Él se apropia de las palabras de la Escritura y dice, al entrar en el mundo: “Aquí estoy, oh Dios, para cumplir tu voluntad” (Heb 10, 7-8), y dice ya al final, clavado en la cruz: “Se ha cumplido” (Jn19, 30). Esa fue su verdadera comida y la referencia firme de su vida toda: la voluntad del Padre.
Vino a nosotros sin meter ruido, nos habló secretos impensables haciéndonos una descripción de su Padre al alcance de nuestras pobres entendederas, se enfrentó a los torcidos, vivió siempre pobre, descubrió a una mujer sedienta la fuente de todas las delicias, perdonó sin humillar, bendijo a los niños, hizo favores sin cuento, quiso a los hombres hasta dar su vida por todos.
Como su palabra no dejaba de cumplirse -¡quién más profeta que Él!-, anunció su muerte a los discípulos, cosa que les supo a rayos; algo tan chocante en su programa de mesías que no entendieron. Por eso, como un bastión para tiempos de prueba, quiso anticiparles el regalo del Tabor, como un ancla para no perderse en la marejada de la vida y para que supieran seguirle hasta la fidelidad última.
La verdad no puede rebozarse. Ilumina y sana cuando se dice entera. Puede doler, pero no es engañosa y conduce a la libertad. La verdad nos hace felices, si estamos convencidos y hemos tenido la suerte de conocerla.
La Verdad es Jesús, el Hijo de Dios Padre, nuestro Maestro. Escucharle es aprovechar bien el tiempo, proveerse de los mapas para el camino y llenar la alforja del alma con el viático que da fuerzas.
Cuando atendemos a farsantes, quedamos encandilados por cualquier cosa que reluce como el oro sin serlo o nos dejamos caer por las pendientes de lo cómodo, traicionamos el mandato del Padre y nos hacemos reos de olvido culpable.
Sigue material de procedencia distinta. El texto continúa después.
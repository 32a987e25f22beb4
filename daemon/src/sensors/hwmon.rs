/// LibreHardwareMonitor sensors, read through the WMI namespace it publishes
/// (`root\LibreHardwareMonitor`, class `Sensor`). LHM has to run elevated with
/// its WMI provider enabled; otherwise the namespace is missing or empty and
/// this source stays unavailable.
use super::{SensorBackend, SensorCategory, SensorError, SensorSource};

/// WMI `SensorType` string for a category.
pub fn sensor_type(category: SensorCategory) -> &'static str {
    match category {
        SensorCategory::Temperature => "Temperature",
        SensorCategory::Load => "Load",
        SensorCategory::Clock => "Clock",
        SensorCategory::Data => "Data",
    }
}

pub struct HardwareMonitorSource {
    #[cfg(windows)]
    conn: Option<wmi::WMIConnection>,
}

#[cfg(windows)]
mod imp {
    use serde::Deserialize;

    pub const NAMESPACE: &str = r"root\LibreHardwareMonitor";

    #[derive(Deserialize, Debug)]
    #[serde(rename_all = "PascalCase")]
    pub struct LhmSensor {
        pub name: String,
        pub value: Option<f32>,
    }

    pub fn select(sensor_type: &str) -> String {
        format!("SELECT Name, Value FROM Sensor WHERE SensorType='{sensor_type}'")
    }
}

impl HardwareMonitorSource {
    #[cfg(windows)]
    pub fn detect() -> Self {
        let conn = match wmi::WMIConnection::with_namespace_path(imp::NAMESPACE) {
            Ok(conn) => conn,
            Err(e) => {
                log::warn!("LibreHardwareMonitor WMI namespace not reachable: {e}");
                return Self { conn: None };
            }
        };

        let check: Result<Vec<imp::LhmSensor>, _> = conn.raw_query(imp::select("Temperature"));
        match check {
            Ok(sensors) if !sensors.is_empty() => {
                log::info!("LibreHardwareMonitor connected ({} temperature sensors)", sensors.len());
                Self { conn: Some(conn) }
            }
            Ok(_) => {
                log::warn!("LibreHardwareMonitor: no sensors found (run as Admin?)");
                Self { conn: None }
            }
            Err(e) => {
                log::warn!("LibreHardwareMonitor test query failed: {e}");
                Self { conn: None }
            }
        }
    }

    #[cfg(not(windows))]
    pub fn detect() -> Self {
        Self {}
    }
}

impl SensorSource for HardwareMonitorSource {
    fn backend(&self) -> SensorBackend {
        SensorBackend::HardwareMonitor
    }

    fn is_available(&self) -> bool {
        #[cfg(windows)]
        {
            self.conn.is_some()
        }
        #[cfg(not(windows))]
        {
            false
        }
    }

    #[cfg(windows)]
    fn query(
        &mut self,
        category: SensorCategory,
        fragments: &[&str],
    ) -> Result<Vec<f64>, SensorError> {
        let conn = self
            .conn
            .as_ref()
            .ok_or(SensorError::Unavailable(SensorBackend::HardwareMonitor))?;
        let sensors: Vec<imp::LhmSensor> = conn
            .raw_query(imp::select(sensor_type(category)))
            .map_err(|e| SensorError::Query {
                backend: SensorBackend::HardwareMonitor,
                detail: e.to_string(),
            })?;
        Ok(sensors
            .into_iter()
            .filter(|s| super::label_matches(&s.name, fragments))
            .filter_map(|s| s.value.map(f64::from))
            .collect())
    }

    #[cfg(not(windows))]
    fn query(&mut self, _: SensorCategory, _: &[&str]) -> Result<Vec<f64>, SensorError> {
        Err(SensorError::Unavailable(SensorBackend::HardwareMonitor))
    }
}
/// NVIDIA Management Library, the vendor GPU SDK behind nvidia-smi. Reports the
/// first GPU's core temperature and utilization under the label "GPU".
///
/// The NVML handle is initialised once at detection time and shut down when the
/// source is dropped.
use super::{SensorBackend, SensorCategory, SensorError, SensorSource};

#[cfg(feature = "nvml")]
use nvml_wrapper::{enum_wrappers::device::TemperatureSensor, Nvml};

const GPU_LABEL: &str = "GPU";
const GPU_INDEX: u32 = 0;

pub struct NvmlSource {
    #[cfg(feature = "nvml")]
    nvml: Option<Nvml>,
}

impl NvmlSource {
    #[cfg(feature = "nvml")]
    pub fn detect() -> Self {
        match Nvml::init() {
            Ok(nvml) => {
                log::info!("NVML initialized (fallback for GPU)");
                Self { nvml: Some(nvml) }
            }
            Err(e) => {
                log::debug!("NVML init failed: {e}");
                Self { nvml: None }
            }
        }
    }

    #[cfg(not(feature = "nvml"))]
    pub fn detect() -> Self {
        Self {}
    }

    #[cfg(feature = "nvml")]
    fn read(&self, category: SensorCategory) -> Result<Option<f64>, SensorError> {
        let nvml = self
            .nvml
            .as_ref()
            .ok_or(SensorError::Unavailable(SensorBackend::Nvml))?;
        let query_err = |e: nvml_wrapper::error::NvmlError| SensorError::Query {
            backend: SensorBackend::Nvml,
            detail: e.to_string(),
        };
        let device = nvml.device_by_index(GPU_INDEX).map_err(query_err)?;
        match category {
            SensorCategory::Temperature => Ok(Some(
                device.temperature(TemperatureSensor::Gpu).map_err(query_err)? as f64,
            )),
            SensorCategory::Load => Ok(Some(device.utilization_rates().map_err(query_err)?.gpu as f64)),
            _ => Ok(None),
        }
    }
}

impl SensorSource for NvmlSource {
    fn backend(&self) -> SensorBackend {
        SensorBackend::Nvml
    }

    fn is_available(&self) -> bool {
        #[cfg(feature = "nvml")]
        {
            self.nvml.is_some()
        }
        #[cfg(not(feature = "nvml"))]
        {
            false
        }
    }

    #[cfg(feature = "nvml")]
    fn query(
        &mut self,
        category: SensorCategory,
        fragments: &[&str],
    ) -> Result<Vec<f64>, SensorError> {
        if !super::label_matches(GPU_LABEL, fragments) {
            return Ok(Vec::new());
        }
        Ok(self.read(category)?.into_iter().collect())
    }

    #[cfg(not(feature = "nvml"))]
    fn query(&mut self, _: SensorCategory, _: &[&str]) -> Result<Vec<f64>, SensorError> {
        Err(SensorError::Unavailable(SensorBackend::Nvml))
    }
}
Más aún, cuando alcanzamos a gozar de situaciones donde nos hallamos muy a gusto, tanto que nos dan ganas de decir, como Pedro: “¡Qué bien se está aquí!”, habrá que comenzar a desconfiar: es posible que no nos falte la presencia de Jesús y que nos haya servido para vivir una experiencia cristiana, pero puede ser una trampa y, quizá, no sea un lugar donde Jesús nos quiera para siempre. Habrá que discernir.
Jesús, por ahora, dice que hay que bajar de la montaña y nos envía al valle, al encuentro de la vida diaria, a la Jerusalén que mata a los profetas. Y hay que ser fieles, aunque nos cueste.
Lucas nos habla de la montaña, lugar de oración, sitio de silencio para oír claramente la voz de Dios. Cuaresma es tiempo para reflexionar, para buscar el rostro de Dios, en el cielo o en la tierra; tiempo para escuchar la palabra de la Escritura y para descubrir la voz de Dios escondida en cualquier voz humana; la del padre o la de la amiga, la del niño o la del pobre que ha salido por la tele.
El Jesús transfigurado del Tabor se va a dejar ver enseguida en la Eucaristía. Escuchémoslo y vivamos de su vida, para poder recorrer sin cansancio los caminos del mundo dando testimonio de Él.
Adaptación de un texto del agustino recoleto Santiago Marcilla (1950-2016).